» Problem details: A word-for-word repeat of all the data is the goal.

^^^^^^^^^^^^^^^^

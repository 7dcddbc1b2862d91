// Copyright (c) 2025 ADBC Drivers Contributors
//
// Licensed under the Apache License, Version 2.0 (the "License");
// you may not use this file except in compliance with the License.
// You may obtain a copy of the License at
//
//     http://www.apache.org/licenses/LICENSE-2.0
//
// Unless required by applicable law or agreed to in writing, software
// distributed under the License is distributed on an "AS IS" BASIS,
// WITHOUT WARRANTIES OR CONDITIONS OF ANY KIND, either express or implied.
// See the License for the specific language governing permissions and
// limitations under the License.

//! Ordered consumer for one spooled page.
//!
//! [`SpooledSegments`] wires the scheduler and download workers together and
//! hands decoded segments to the caller strictly in segment order. The
//! first failure in delivery order is terminal: the pipeline is cancelled
//! and every later call returns the same error.

use crate::error::{Error, Result};
use crate::reader::spooling::download_workers::spawn_download_workers;
use crate::reader::spooling::pipeline_types::DeliveredSegment;
use crate::reader::spooling::pipeline_types::SegmentHandle;
use crate::reader::spooling::scheduler::spawn_scheduler;
use crate::reader::spooling::segment_loader::{SegmentFetcher, SegmentLoader};
use crate::types::spooling::{Encoding, SegmentDescriptor, SpoolingConfig};
use std::sync::Arc;
use tokio::sync::mpsc;
use tokio::task::JoinHandle;
use tokio_util::sync::CancellationToken;
use tracing::debug;

pub struct SpooledSegments {
    result_rx: mpsc::Receiver<SegmentHandle>,
    cancel_token: CancellationToken,
    terminal_error: Option<Error>,
    finished: bool,
    segment_count: usize,
    delivered: usize,
    scheduler_handle: JoinHandle<()>,
    worker_handles: Vec<JoinHandle<()>>,
}

impl std::fmt::Debug for SpooledSegments {
    fn fmt(&self, f: &mut std::fmt::Formatter<'_>) -> std::fmt::Result {
        f.debug_struct("SpooledSegments")
            .field("segment_count", &self.segment_count)
            .field("delivered", &self.delivered)
            .field("finished", &self.finished)
            .field("failed", &self.terminal_error.is_some())
            .finish()
    }
}

impl SpooledSegments {
    /// Start downloading `segments`.
    ///
    /// Fails with a configuration error, before any fetch, when the worker
    /// count exceeds the out-of-order limit. Cancelling `parent` cancels the
    /// pipeline. Must be called from within a tokio runtime.
    pub fn spawn(
        segments: Vec<SegmentDescriptor>,
        encoding: Encoding,
        fetcher: Arc<dyn SegmentFetcher>,
        config: &SpoolingConfig,
        parent: &CancellationToken,
    ) -> Result<Self> {
        config.validate()?;

        let segment_count = segments.len();
        let cancel_token = parent.child_token();
        let channels = spawn_scheduler(segments, config, cancel_token.clone());
        let loader = Arc::new(SegmentLoader::new(fetcher, encoding));
        let worker_handles = spawn_download_workers(
            channels.download_rx,
            config.worker_count,
            loader,
            cancel_token.clone(),
        );

        debug!(
            "Spooled page started: {} segments, {} workers, {} slots, encoding {}",
            segment_count, config.worker_count, config.max_out_of_order_segments, encoding
        );

        Ok(Self {
            result_rx: channels.result_rx,
            cancel_token,
            terminal_error: None,
            finished: false,
            segment_count,
            delivered: 0,
            scheduler_handle: channels.scheduler_handle,
            worker_handles,
        })
    }

    /// The next segment in order, or `None` once every segment was delivered.
    ///
    /// The returned segment holds a download slot until it is dropped.
    pub async fn next_segment(&mut self) -> Result<Option<DeliveredSegment>> {
        if let Some(e) = &self.terminal_error {
            return Err(e.clone());
        }
        if self.finished {
            return Ok(None);
        }

        let handle = tokio::select! {
            biased;
            _ = self.cancel_token.cancelled() => None,
            handle = self.result_rx.recv() => handle,
        };

        let Some(handle) = handle else {
            if self.cancel_token.is_cancelled() {
                return Err(self.fail(Error::cancelled("segment download cancelled")));
            }
            if self.delivered < self.segment_count {
                return Err(self.fail(Error::invalid_state(format!(
                    "segment pipeline closed after {} of {} segments",
                    self.delivered, self.segment_count
                ))));
            }
            debug!("Spooled page complete: {} segments", self.delivered);
            self.finished = true;
            return Ok(None);
        };

        let SegmentHandle {
            index,
            row_offset,
            result_rx,
            slot,
        } = handle;

        let result = tokio::select! {
            biased;
            _ = self.cancel_token.cancelled() => {
                return Err(self.fail(Error::cancelled("segment download cancelled")));
            }
            result = result_rx => result,
        };

        match result {
            Ok(Ok(rows)) => {
                self.delivered += 1;
                Ok(Some(DeliveredSegment::new(index, row_offset, rows, slot)))
            }
            Ok(Err(e)) => Err(self.fail(e)),
            Err(_) if self.cancel_token.is_cancelled() => {
                Err(self.fail(Error::cancelled("segment download cancelled")))
            }
            Err(_) => Err(self.fail(Error::invalid_state(format!(
                "download worker exited without a result for segment {}",
                index
            )))),
        }
    }

    fn fail(&mut self, error: Error) -> Error {
        debug!("Spooled page failed: {}", error);
        self.cancel_token.cancel();
        self.terminal_error = Some(error.clone());
        error
    }
}

impl Drop for SpooledSegments {
    fn drop(&mut self) {
        self.cancel_token.cancel();
        self.scheduler_handle.abort();
        for handle in &self.worker_handles {
            handle.abort();
        }
    }
}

^^^^^^^^^^^^^^^^

» Solution for this problem:
repository 7dcddbc1b2862d91
// Copyright (c) 2025 ADBC Drivers Contributors
//
// Licensed under the Apache License, Version 2.0 (the "License");
// you may not use this file except in compliance with the License.
// You may obtain a copy of the License at
//
//     http://www.apache.org/licenses/LICENSE-2.0
//
// Unless required by applicable law or agreed to in writing, software
// distributed under the License is distributed on an "AS IS" BASIS,
// WITHOUT WARRANTIES OR CONDITIONS OF ANY KIND, either express or implied.
// See the License for the specific language governing permissions and
// limitations under the License.

//! Ordered consumer for one spooled page.
//!
//! [`SpooledSegments`] wires the scheduler and download workers together and
//! hands decoded segments to the caller strictly in segment order. The
//! first failure in delivery order is terminal: the pipeline is cancelled
//! and every later call returns the same error.

use crate::error::{Error, Result};
use crate::reader::spooling::download_workers::spawn_download_workers;
use crate::reader::spooling::pipeline_types::DeliveredSegment;
use crate::reader::spooling::pipeline_types::SegmentHandle;
use crate::reader::spooling::scheduler::spawn_scheduler;
use crate::reader::spooling::segment_loader::{SegmentFetcher, SegmentLoader};
use crate::types::spooling::{Encoding, SegmentDescriptor, SpoolingConfig};
use std::sync::Arc;
use tokio::sync::mpsc;
use tokio::task::JoinHandle;
use tokio_util::sync::CancellationToken;
use tracing::debug;

pub struct SpooledSegments {
    result_rx: mpsc::Receiver<SegmentHandle>,
    cancel_token: CancellationToken,
    terminal_error: Option<Error>,
    finished: bool,
    segment_count: usize,
    delivered: usize,
    scheduler_handle: JoinHandle<()>,
    worker_handles: Vec<JoinHandle<()>>,
}

impl std::fmt::Debug for SpooledSegments {
    fn fmt(&self, f: &mut std::fmt::Formatter<'_>) -> std::fmt::Result {
        f.debug_struct("SpooledSegments")
            .field("segment_count", &self.segment_count)
            .field("delivered", &self.delivered)
            .field("finished", &self.finished)
            .field("failed", &self.terminal_error.is_some())
            .finish()
    }
}

impl SpooledSegments {
    /// Start downloading `segments`.
    ///
    /// Fails with a configuration error, before any fetch, when the worker
    /// count exceeds the out-of-order limit. Cancelling `parent` cancels the
    /// pipeline. Must be called from within a tokio runtime.
    pub fn spawn(
        segments: Vec<SegmentDescriptor>,
        encoding: Encoding,
        fetcher: Arc<dyn SegmentFetcher>,
        config: &SpoolingConfig,
        parent: &CancellationToken,
    ) -> Result<Self> {
        config.validate()?;

        let segment_count = segments.len();
        let cancel_token = parent.child_token();
        let channels = spawn_scheduler(segments, config, cancel_token.clone());
        let loader = Arc::new(SegmentLoader::new(fetcher, encoding));
        let worker_handles = spawn_download_workers(
            channels.download_rx,
            config.worker_count,
            loader,
            cancel_token.clone(),
        );

        debug!(
            "Spooled page started: {} segments, {} workers, {} slots, encoding {}",
            segment_count, config.worker_count, config.max_out_of_order_segments, encoding
        );

        Ok(Self {
            result_rx: channels.result_rx,
            cancel_token,
            terminal_error: None,
            finished: false,
            segment_count,
            delivered: 0,
            scheduler_handle: channels.scheduler_handle,
            worker_handles,
        })
    }

    /// The next segment in order, or `None` once every segment was delivered.
    ///
    /// The returned segment holds a download slot until it is dropped.
    pub async fn next_segment(&mut self) -> Result<Option<DeliveredSegment>> {
        if let Some(e) = &self.terminal_error {
            return Err(e.clone());
        }
        if self.finished {
            return Ok(None);
        }

        let handle = tokio::select! {
            biased;
            _ = self.cancel_token.cancelled() => None,
            handle = self.result_rx.recv() => handle,
        };

        let Some(handle) = handle else {
            if self.cancel_token.is_cancelled() {
                return Err(self.fail(Error::cancelled("segment download cancelled")));
            }
            if self.delivered < self.segment_count {
                return Err(self.fail(Error::invalid_state(format!(
                    "segment pipeline closed after {} of {} segments",
                    self.delivered, self.segment_count
                ))));
            }
            debug!("Spooled page complete: {} segments", self.delivered);
            self.finished = true;
            return Ok(None);
        };

        let SegmentHandle {
            index,
            row_offset,
            result_rx,
            slot,
        } = handle;

        let result = tokio::select! {
            biased;
            _ = self.cancel_token.cancelled() => {
                return Err(self.fail(Error::cancelled("segment download cancelled")));
            }
            result = result_rx => result,
        };

        match result {
            Ok(Ok(rows)) => {
                self.delivered += 1;
                Ok(Some(DeliveredSegment::new(index, row_offset, rows, slot)))
            }
            Ok(Err(e)) => Err(self.fail(e)),
            Err(_) if self.cancel_token.is_cancelled() => {
                Err(self.fail(Error::cancelled("segment download cancelled")))
            }
            Err(_) => Err(self.fail(Error::invalid_state(format!(
                "download worker exited without a result for segment {}",
                index
            )))),
        }
    }

    fn fail(&mut self, error: Error) -> Error {
        debug!("Spooled page failed: {}", error);
        self.cancel_token.cancel();
        self.terminal_error = Some(error.clone());
        error
    }
}

impl Drop for SpooledSegments {
    fn drop(&mut self) {
        self.cancel_token.cancel();
        self.scheduler_handle.abort();
        for handle in &self.worker_handles {
            handle.abort();
        }
    }
}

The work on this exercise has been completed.